◆ **WHAT YOU NEED TO DO**
The word "field" may appear in some lines of the data; copy every such line.

*** TASK MATERIAL Section Begins ***

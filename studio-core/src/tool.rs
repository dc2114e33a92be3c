//! The active sub-tool, as an observable shared by every panel of a session.

use serde::{Deserialize, Serialize};

/// Toolbar sub-tool selection.
#[derive(Debug, Clone, Copy, PartialEq, Eq, Default, Serialize, Deserialize)]
#[serde(rename_all = "lowercase")]
pub enum SubTool {
    /// Select and manipulate elements.
    #[default]
    Select,
    /// Freehand drawing.
    Draw,
    /// Erase freehand strokes.
    Eraser,
    /// Vector path editing.
    Vector,
    /// Text insertion.
    Text,
}

/// Handle returned by [`ToolState::subscribe`].
#[derive(Debug, Clone, Copy, PartialEq, Eq, Hash)]
pub struct Subscription(u64);

type Listener = Box<dyn FnMut(SubTool)>;

/// Observable holder of the active sub-tool.
///
/// Owned by the [`Composition`](crate::Composition) and reached through it,
/// so each design session has its own tool state.
#[derive(Default)]
pub struct ToolState {
    current: SubTool,
    listeners: Vec<(Subscription, Listener)>,
    next_subscription: u64,
}

impl std::fmt::Debug for ToolState {
    fn fmt(&self, f: &mut std::fmt::Formatter<'_>) -> std::fmt::Result {
        f.debug_struct("ToolState")
            .field("current", &self.current)
            .field("listeners", &self.listeners.len())
            .finish()
    }
}

impl ToolState {
    /// Start with the select tool and no listeners.
    #[must_use]
    pub fn new() -> Self {
        Self::default()
    }

    /// The active sub-tool.
    #[must_use]
    pub fn current(&self) -> SubTool {
        self.current
    }

    /// Change the active sub-tool and notify every listener, in subscription order.
    pub fn set(&mut self, tool: SubTool) {
        tracing::debug!(?tool, listeners = self.listeners.len(), "Active sub-tool changed");
        self.current = tool;
        for (_, listener) in &mut self.listeners {
            listener(tool);
        }
    }

    /// Register a listener called on every change.
    pub fn subscribe(&mut self, listener: impl FnMut(SubTool) + 'static) -> Subscription {
        let subscription = Subscription(self.next_subscription);
        self.next_subscription += 1;
        self.listeners.push((subscription, Box::new(listener)));
        subscription
    }

    /// Remove a listener. Returns `false` if it was already gone.
    pub fn unsubscribe(&mut self, subscription: Subscription) -> bool {
        let before = self.listeners.len();
        self.listeners.retain(|(s, _)| *s != subscription);
        self.listeners.len() != before
    }

    /// Number of registered listeners.
    #[must_use]
    pub fn listener_count(&self) -> usize {
        self.listeners.len()
    }
}
/// Which part of a shape the fill bucket paints.
#[derive(Debug, Clone, Copy, PartialEq, Eq, Default, Serialize, Deserialize)]
#[serde(rename_all = "lowercase")]
pub enum PaintTarget {
    /// The interior.
    #[default]
    Fill,
    /// The outline.
    Stroke,
}

/// A pen-tool path.
#[derive(Debug, Clone, PartialEq, Serialize, Deserialize)]
#[serde(rename_all = "camelCase")]
pub struct VectorPath {
    /// Unique identifier.
    pub id: PathId,
    /// Anchors in drawing order.
    pub points: Vec<AnchorPoint>,
    /// Whether the last anchor joins the first.
    pub closed: bool,
    /// Outline color.
    pub stroke: String,
    /// Outline width.
    pub stroke_width: f32,
    /// Fill color.
    pub fill: String,
    /// Fill opacity; 0 for open paths.
    pub fill_opacity: f32,
    /// Owning layer.
    pub layer_id: LayerId,
}

impl VectorPath {
    /// Whether `point` lies inside this shape (even-odd ray casting).
    /// Open paths and paths with fewer than three anchors contain nothing.
    #[must_use]
    pub fn contains(&self, point: ClientPoint) -> bool {
        if !self.closed || self.points.len() < 3 {
            return false;
        }
        let mut inside = false;
        let mut j = self.points.len() - 1;
        for (i, a) in self.points.iter().enumerate() {
            let b = &self.points[j];
            if (a.y > point.y) != (b.y > point.y)
                && point.x < (b.x - a.x) * (point.y - a.y) / (b.y - a.y) + a.x
            {
                inside = !inside;
            }
            j = i;
        }
        inside
    }

    /// Polygon area of the anchors (shoelace), 0 below three anchors.
    #[must_use]
    pub fn area(&self) -> f32 {
        let n = self.points.len();
        if n < 3 {
            return 0.0;
        }
        let twice: f32 = (0..n)
            .map(|i| {
                let a = &self.points[i];
                let b = &self.points[(i + 1) % n];
                a.x * b.y - b.x * a.y
            })
            .sum();
        twice.abs() / 2.0
    }

    fn anchor_mut(&mut self, anchor_id: &str) -> Option<&mut AnchorPoint> {
        self.points.iter_mut().find(|p| p.id == anchor_id)
    }
}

*** TASK MATERIAL Section Ends ***

◆ **RESPONSE TO THIS EXERCISE**
            .field("current", &self.current)
            .field("listeners", &self.listeners.len())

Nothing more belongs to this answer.